Chicago Cheese Co. v. Fogg

Decision Date08 December 1892
PartiesCHICAGO CHEESE CO. v. FOGG.
CourtU.S. District Court — Northern District of Ohio

Williamson & Cushing and J. S. McClure, for plaintiff.

Wm. R Day and J. W. Crane, for defendant.

RICKS District Judge.

The plaintiff's petition in this case sets forth two causes of action. In the first it claims damages for the breach of an alleged contract made on August 16, 1886, between the defendant and the Charles Baltz Company, of Chicago, Ill., by which the defendant agreed to sell to the said Charles Baltz Company 1,000 loaves of domestic Swiss cheese, and to deliver the same, as called for by it, at Chicago, Ill., on or before the last day of June, 1887, at the prices named, and varying as to the time for deliveries, and on payments specified, the loaves of cheese to vary from 125 to 180 pounds in weight and to average not less than 150 pounds. In September October, and November of the same year, the defendant delivered on said contract some 7,429 pounds of the 150,000 pounds contracted for, and received pay for the same. The vendee having failed, and being indebted to A. S. White & Co. something over $17,000, it assigned, transferred, and sold to said firm, on the 14th day of March, 1890, in consideration of $15,000, 'the following goods and chattels, to wit the cheese then on hand, the boxes and cheeses to be delivered on hand at 73 Water street, together with the outstanding accounts due to Charles Baltz & Company. ' Five days thereafter, to wit, on the 19th of March, the said firm of A. S. White & Co. sold and transferred to the plaintiff, the Chicago Cheese Company, for a consideration of $15,000, 'all the cheese and empty boxes now on hand or in stock, belonging to said A. S. White & Co., purchased by them from the Charles Baltz Company, or to which the said A. S. White & Co. are entitled by reason of their said purchase.'

The last vendee brings this suit against the defendant, and claims damages in its first cause of action in the sum of $7,000, with interest, for the defendant's failure to deliver the balance of Swiss cheese covered by said contract of August 16, 1886. It claims in its second cause of action judgment for $400 and interest, for money advanced and paid by the Charles Baltz Company to the defendant on or about January 25, 1887, upon said unfulfilled contract of August, 1886. The defendant, in his answer, denied that the plaintiff had any right or interest in said claim upon which to base this suit, and denied any breach of contract, or that there was anything due to the plaintiff on either cause of action. The plaintiff, to maintain the issues made on its behalf, and to show its title to the claim sued upon, offered the two bills of sale or assignments above cited. The defendant objected to the introduction of said assignments, because upon their face they disclosed the fact that the claims sued upon in the first and second causes of action were not included in either of said instruments.

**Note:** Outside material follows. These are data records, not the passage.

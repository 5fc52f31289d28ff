use crate::domain::{ParticipantId, RoomCode};

/// Mutations accepted by the room service
#[derive(Debug, Clone, PartialEq, Eq)]
pub enum RoomCommand {
    /// Open a room; `room_code` None draws a fresh code
    CreateRoom {
        room_code: Option<RoomCode>,
        creator: ParticipantId,
    },

    /// Take the second seat
    JoinRoom {
        room_code: RoomCode,
        participant: ParticipantId,
    },

    /// Place a mark
    MakeMove {
        room_code: RoomCode,
        participant: ParticipantId,
        row: u8,
        col: u8,
    },

    /// Walk away (forfeits a running game)
    LeaveRoom {
        room_code: RoomCode,
        participant: ParticipantId,
    },

    /// Vote for a rematch after the game ended
    RequestRematch {
        room_code: RoomCode,
        participant: ParticipantId,
    },

    /// Cancel a WAITING room (creator only)
    DestroyRoom {
        room_code: RoomCode,
        participant: ParticipantId,
    },
}

impl RoomCommand {
    /// Command name for logs
    pub fn name(&self) -> &'static str {
        match self {
            RoomCommand::CreateRoom { .. } => "CreateRoom",
            RoomCommand::JoinRoom { .. } => "JoinRoom",
            RoomCommand::MakeMove { .. } => "MakeMove",
            RoomCommand::LeaveRoom { .. } => "LeaveRoom",
            RoomCommand::RequestRematch { .. } => "RequestRematch",
            RoomCommand::DestroyRoom { .. } => "DestroyRoom",
        }
    }

    /// Target room, if the command addresses an existing one
    pub fn room_code(&self) -> Option<&RoomCode> {
        match self {
            RoomCommand::CreateRoom { .. } => None,
            RoomCommand::JoinRoom { room_code, .. }
            | RoomCommand::MakeMove { room_code, .. }
            | RoomCommand::LeaveRoom { room_code, .. }
            | RoomCommand::RequestRematch { room_code, .. }
            | RoomCommand::DestroyRoom { room_code, .. } => Some(room_code),
        }
    }
}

Upon the authority of the cases of Bradley v. Steam Packet Co., 13 Pet. 89, and of Reed v. Insurance Co., 95 U.S. 23, the court decided to hear oral testimony from the parties to the transaction, so as to put the court in the position of said parties at the time the transfers were made; not for the purpose of reading into those assignments or contracts any new conditions, or varying or changing their meaning, but for the purpose of ascertaining what the parties themselves meant by the terms used in the written bills of sale executed. For this purpose the court heard the oral testimony of Charles Baltz and George H. Wessling, the former the president of the Charles Baltz Company, and Wessling, the former the president of the Charles Baltz Company, and the latter the bookkeeper. Some of the original books of the Charles Baltz Company were offered, and entries therein relating to the various transactions pertaining to this contract were read and offered in evidence. Depositions of members of the firm of A. S. White & Co. were also read. All this testimony was heard by the court for the sole purpose of enabling it to intelligently construe the bills of sale or assignments upon which the plaintiff relied to establish its right and title to the claims upon which its suit was based.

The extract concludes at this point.